The lines wanted run from the first one below through the one with "existing.outbound_port == fresh.outbound_port". Return them exactly.

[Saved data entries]
☆ ☆ ☆ ☆

//! Pure diff logic: a fresh DDS snapshot plus the current database rows in,
//! insert/update/reactivate/soft-delete operation lists out. No database
//! handle anywhere in this file — unit-testable on plain structs.

use nsi_aura_core::{Sdp, Stp};

use super::nml::StpRecord;

#[derive(Debug, PartialEq)]
pub struct StpDiff {
    pub to_insert: Vec<StpRecord>,
    /// existing row id, fresh attributes (also covers reactivation: an
    /// inactive row that reappears is always routed here, even if its
    /// other fields are unchanged).
    pub to_update: Vec<(i64, StpRecord)>,
    /// ids that must survive the soft-delete sweep: already-active rows
    /// that are unchanged and don't need writing.
    pub keep_ids: Vec<i64>,
}

fn stp_unchanged(existing: &Stp, fresh: &StpRecord) -> bool {
    existing.active
        && existing.inbound_port == fresh.inbound_port
        && existing.outbound_port == fresh.outbound_port
        && existing.inbound_alias == fresh.inbound_alias
        && existing.outbound_alias == fresh.outbound_alias
        && existing.vlan_range == fresh.vlan_range
        && existing.description == fresh.description
}

/// `existing` should include inactive rows too, so a vanished-then-returned
/// STP is reactivated in place rather than duplicated.
pub fn diff_stp(existing: &[Stp], fresh: &[StpRecord]) -> StpDiff {
    let mut to_insert = Vec::new();
    let mut to_update = Vec::new();
    let mut keep_ids = Vec::new();

    for record in fresh {
        match existing.iter().find(|s| s.stp_id == record.stp_id) {
            Some(row) if stp_unchanged(row, record) => keep_ids.push(row.id),
            Some(row) => to_update.push((row.id, record.clone())),
            None => to_insert.push(record.clone()),
        }
    }

    StpDiff {
        to_insert,
        to_update,
        keep_ids,
    }
}

/// An unordered pair of STPs whose mutual aliasing qualifies them as an
/// SDP, with the combined VLAN range the two endpoints admit.
#[derive(Debug, Clone, PartialEq)]
pub struct SdpCandidate {
    pub stp_a_id: i64,
    pub stp_z_id: i64,
    pub vlan_range: nsi_aura_codec::VlanRanges,
    pub description: Option<String>,
}

/// Recompute every `(a, z)` pair satisfying the mutual-alias condition from
/// the current, fully-resolved STP set. The pair is emitted once, ordered
/// by ascending surrogate key, so the caller never produces both `(A,Z)`
/// and `(Z,A)`.
pub fn compute_sdp_candidates(stps: &[Stp]) -> Vec<SdpCandidate> {
    let mut candidates = Vec::new();

    for a in stps {
        for z in stps {
            if a.id >= z.id {
                continue;
            }

            let (Some(a_in_alias), Some(a_out_alias)) = (&a.inbound_alias, &a.outbound_alias)
            else {
                continue;
            };
            let (Some(z_in_alias), Some(z_out_alias)) = (&z.inbound_alias, &z.outbound_alias)
            else {
                continue;
            };
            let (Some(a_in), Some(a_out)) = (&a.inbound_port, &a.outbound_port) else {
                continue;
            };
            let (Some(z_in), Some(z_out)) = (&z.inbound_port, &z.outbound_port) else {
                continue;
            };

            if a_in_alias == z_out && a_out_alias == z_in && z_in_alias == a_out && z_out_alias == a_in
            {
                candidates.push(SdpCandidate {
                    stp_a_id: a.id,
                    stp_z_id: z.id,
                    vlan_range: a.vlan_range.union(&z.vlan_range),
                    description: a.description.clone().or_else(|| z.description.clone()),
                });
            }
        }
    }

    candidates
}

#[derive(Debug, PartialEq)]
pub struct SdpDiff {
    pub to_insert: Vec<SdpCandidate>,
    pub to_update: Vec<(i64, SdpCandidate)>,
    pub keep_ids: Vec<i64>,
}

fn sdp_unchanged(existing: &Sdp, fresh: &SdpCandidate) -> bool {
    existing.active && existing.vlan_range == fresh.vlan_range && existing.description == fresh.description
}

fn same_unordered_pair(sdp: &Sdp, candidate: &SdpCandidate) -> bool {
    (sdp.stp_a_id == candidate.stp_a_id && sdp.stp_z_id == candidate.stp_z_id)
        || (sdp.stp_a_id == candidate.stp_z_id && sdp.stp_z_id == candidate.stp_a_id)
}

pub fn diff_sdp(existing: &[Sdp], fresh: &[SdpCandidate]) -> SdpDiff {
    let mut to_insert = Vec::new();
    let mut to_update = Vec::new();
    let mut keep_ids = Vec::new();

    for candidate in fresh {
        match existing.iter().find(|s| same_unordered_pair(s, candidate)) {
            Some(row) if sdp_unchanged(row, candidate) => keep_ids.push(row.id),
            Some(row) => to_update.push((row.id, candidate.clone())),
            None => to_insert.push(candidate.clone()),
        }
    }

    SdpDiff {
        to_insert,
        to_update,
        keep_ids,
    }
}

#[cfg(test)]
mod tests {
    use super::*;
    use std::str::FromStr;

    fn record(stp_id: &str) -> StpRecord {
        StpRecord {
            stp_id: stp_id.to_string(),
            inbound_port: Some(format!("{stp_id}:in")),
            outbound_port: Some(format!("{stp_id}:out")),
            inbound_alias: None,
            outbound_alias: None,
            vlan_range: nsi_aura_codec::VlanRanges::from_str("100-200").unwrap(),
            description: None,
        }
    }

    fn existing_stp(id: i64, stp_id: &str, active: bool) -> Stp {
        Stp {
            id,
            stp_id: stp_id.to_string(),
            inbound_port: Some(format!("{stp_id}:in")),
            outbound_port: Some(format!("{stp_id}:out")),
            inbound_alias: None,
            outbound_alias: None,
            vlan_range: nsi_aura_codec::VlanRanges::from_str("100-200").unwrap(),
            description: None,
            active,
        }
    }

    #[test]
    fn new_stp_is_inserted() {
        let diff = diff_stp(&[], &[record("x")]);
        assert_eq!(diff.to_insert.len(), 1);
        assert!(diff.to_update.is_empty());
    }

    #[test]
    fn unchanged_active_stp_is_kept_not_rewritten() {
        let existing = [existing_stp(1, "x", true)];
        let diff = diff_stp(&existing, &[record("x")]);
        assert_eq!(diff.keep_ids, vec![1]);
        assert!(diff.to_update.is_empty());
    }

    #[test]
    fn inactive_stp_that_reappears_is_reactivated_via_update() {
        let existing = [existing_stp(1, "x", false)];
        let diff = diff_stp(&existing, &[record("x")]);
        assert_eq!(diff.to_update, vec![(1, record("x"))]);
    }

    #[test]
    fn sdp_candidates_require_symmetric_aliasing() {
        let a = Stp {
            inbound_alias: Some("z:out".to_string()),
            outbound_alias: Some("z:in".to_string()),
            ..existing_stp(1, "a", true)
        };
        let z = Stp {
            inbound_alias: Some("a:out".to_string()),
            outbound_alias: Some("a:in".to_string()),
            ..existing_stp(2, "z", true)
        };
        let candidates = compute_sdp_candidates(&[a, z]);
        assert_eq!(candidates.len(), 1);
        assert_eq!(candidates[0].stp_a_id, 1);
        assert_eq!(candidates[0].stp_z_id, 2);
    }

    #[test]
    fn sdp_candidates_never_emit_both_orderings() {
        let a = Stp {
            inbound_alias: Some("z:out".to_string()),
            outbound_alias: Some("z:in".to_string()),
            ..existing_stp(1, "a", true)
        };
        let z = Stp {
            inbound_alias: Some("a:out".to_string()),
            outbound_alias: Some("a:in".to_string()),
            ..existing_stp(2, "z", true)
        };
        let forward = compute_sdp_candidates(&[a.clone(), z.clone()]);
        let reversed = compute_sdp_candidates(&[z, a]);
        assert_eq!(forward.len(), 1);
        assert_eq!(reversed.len(), 1);
    }
}
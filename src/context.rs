//! The single explicit application context threaded through every axum
//! handler via `State`. No global mutable singletons anywhere in this
//! crate — every shared resource is constructed once in `run()` and
//! carried here.

use std::sync::Arc;

use sqlx::AnyPool;

use crate::config::Config;
use crate::dispatcher::Dispatcher;
use crate::nsi::NsiClient;

#[derive(Clone)]
pub struct AppState {
    pub config: Arc<Config>,
    pub pool: AnyPool,
    pub nsi: Arc<NsiClient>,
    pub dispatcher: Dispatcher,
}
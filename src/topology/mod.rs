pub mod dds;
pub mod nml;
pub mod reconcile;

use std::sync::Arc;
use std::sync::atomic::{AtomicBool, Ordering};
use std::time::Duration;

use sqlx::AnyPool;

use crate::config::Config;
use crate::db::{sdp, stp};

const POLL_PERIOD: Duration = Duration::from_secs(60);

/// Spawn the topology poll as a single serialized background task, aligned
/// to the next whole-minute wall-clock boundary. A `try_lock`-style guard
/// on `running` drops a tick if the previous poll hasn't finished, which is
/// how the coalesce rule is enforced without a queue.
pub fn spawn(config: Arc<Config>, pool: AnyPool) -> tokio::task::JoinHandle<()> {
    tokio::spawn(async move {
        wait_for_next_minute_boundary().await;

        let running = Arc::new(AtomicBool::new(false));
        let mut interval = tokio::time::interval(POLL_PERIOD);
        loop {
            interval.tick().await;

            if running
                .compare_exchange(false, true, Ordering::SeqCst, Ordering::SeqCst)
                .is_err()
            {
                log::warn!("topology poll still running, dropping this tick");
                continue;
            }

            let config = config.clone();
            let pool = pool.clone();
            let running = running.clone();
            tokio::spawn(async move {
                if let Err(err) = poll_once(&config, &pool).await {
                    log::error!("topology poll failed: {err:#}");
                }
                running.store(false, Ordering::SeqCst);
            });
        }
    })
}

async fn wait_for_next_minute_boundary() {
    let now = chrono::Utc::now();
    let seconds_into_minute = now.timestamp() % 60;
    let remaining = 60 - seconds_into_minute;
    tokio::time::sleep(Duration::from_secs(remaining as u64)).await;
}

/// Run exactly one fetch-decompress-parse-reconcile cycle. Any network,
/// decompression, or whole-document parse error aborts the poll and leaves
/// the database untouched; a single malformed topology document among
/// several does not block the others.
pub async fn poll_once(config: &Config, pool: &AnyPool) -> anyhow::Result<()> {
    let documents = dds::fetch_topology_documents(config).await?;

    let mut fresh_records = Vec::new();
    for document in documents {
        match nml::parse_stp_records(&document.xml) {
            Ok(mut records) => fresh_records.append(&mut records),
            Err(err) => log::warn!("skipping malformed topology document: {err}"),
        }
    }

    let existing_stps = stp::list_all(pool).await?;
    let stp_diff = reconcile::diff_stp(&existing_stps, &fresh_records);

    let mut keep_ids = stp_diff.keep_ids.clone();
    for record in &stp_diff.to_insert {
        let new_id = stp::insert(pool, &to_new_stp(record)).await?;
        keep_ids.push(new_id);
    }
    for (id, record) in &stp_diff.to_update {
        stp::update(pool, *id, &to_new_stp(record)).await?;
        keep_ids.push(*id);
    }
    let deactivated_stps = stp::deactivate_missing(pool, &keep_ids).await?;

    let resolved_stps = stp::list_active(pool).await?;
    let sdp_candidates = reconcile::compute_sdp_candidates(&resolved_stps);
    let existing_sdps = sdp::list_all(pool).await?;
    let sdp_diff = reconcile::diff_sdp(&existing_sdps, &sdp_candidates);

    let mut keep_sdp_ids = sdp_diff.keep_ids.clone();
    for candidate in &sdp_diff.to_insert {
        let new_id = sdp::insert(pool, &to_new_sdp(candidate)).await?;
        keep_sdp_ids.push(new_id);
    }
    for (id, candidate) in &sdp_diff.to_update {
        sdp::update(pool, *id, &to_new_sdp(candidate)).await?;
        keep_sdp_ids.push(*id);
    }
    let deactivated_sdps = sdp::deactivate_missing(pool, &keep_sdp_ids).await?;

    log::info!(
        "topology poll complete: {} stp inserted/updated, {} deactivated, {} sdp inserted/updated, {} deactivated",
        stp_diff.to_insert.len() + stp_diff.to_update.len(),
        deactivated_stps,
        sdp_diff.to_insert.len() + sdp_diff.to_update.len(),
        deactivated_sdps,
    );

    Ok(())
}

fn to_new_stp(record: &nml::StpRecord) -> stp::NewStp<'_> {
    stp::NewStp {
        stp_id: &record.stp_id,
        inbound_port: record.inbound_port.as_deref(),
        outbound_port: record.outbound_port.as_deref(),
        inbound_alias: record.inbound_alias.as_deref(),
        outbound_alias: record.outbound_alias.as_deref(),
        vlan_range: &record.vlan_range,
        description: record.description.as_deref(),
    }
}

fn to_new_sdp(candidate: &reconcile::SdpCandidate) -> sdp::NewSdp<'_> {
    sdp::NewSdp {
        stp_a_id: candidate.stp_a_id,
        stp_z_id: candidate.stp_z_id,
        vlan_range: &candidate.vlan_range,
        description: candidate.description.as_deref(),
    }
}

☆ ☆ ☆ ☆

_WRITTEN RESPONSE_
//! Pure diff logic: a fresh DDS snapshot plus the current database rows in,
//! insert/update/reactivate/soft-delete operation lists out. No database
//! handle anywhere in this file — unit-testable on plain structs.

use nsi_aura_core::{Sdp, Stp};

use super::nml::StpRecord;

#[derive(Debug, PartialEq)]
pub struct StpDiff {
    pub to_insert: Vec<StpRecord>,
    /// existing row id, fresh attributes (also covers reactivation: an
    /// inactive row that reappears is always routed here, even if its
    /// other fields are unchanged).
    pub to_update: Vec<(i64, StpRecord)>,
    /// ids that must survive the soft-delete sweep: already-active rows
    /// that are unchanged and don't need writing.
    pub keep_ids: Vec<i64>,
}

fn stp_unchanged(existing: &Stp, fresh: &StpRecord) -> bool {
    existing.active
        && existing.inbound_port == fresh.inbound_port
        && existing.outbound_port == fresh.outbound_port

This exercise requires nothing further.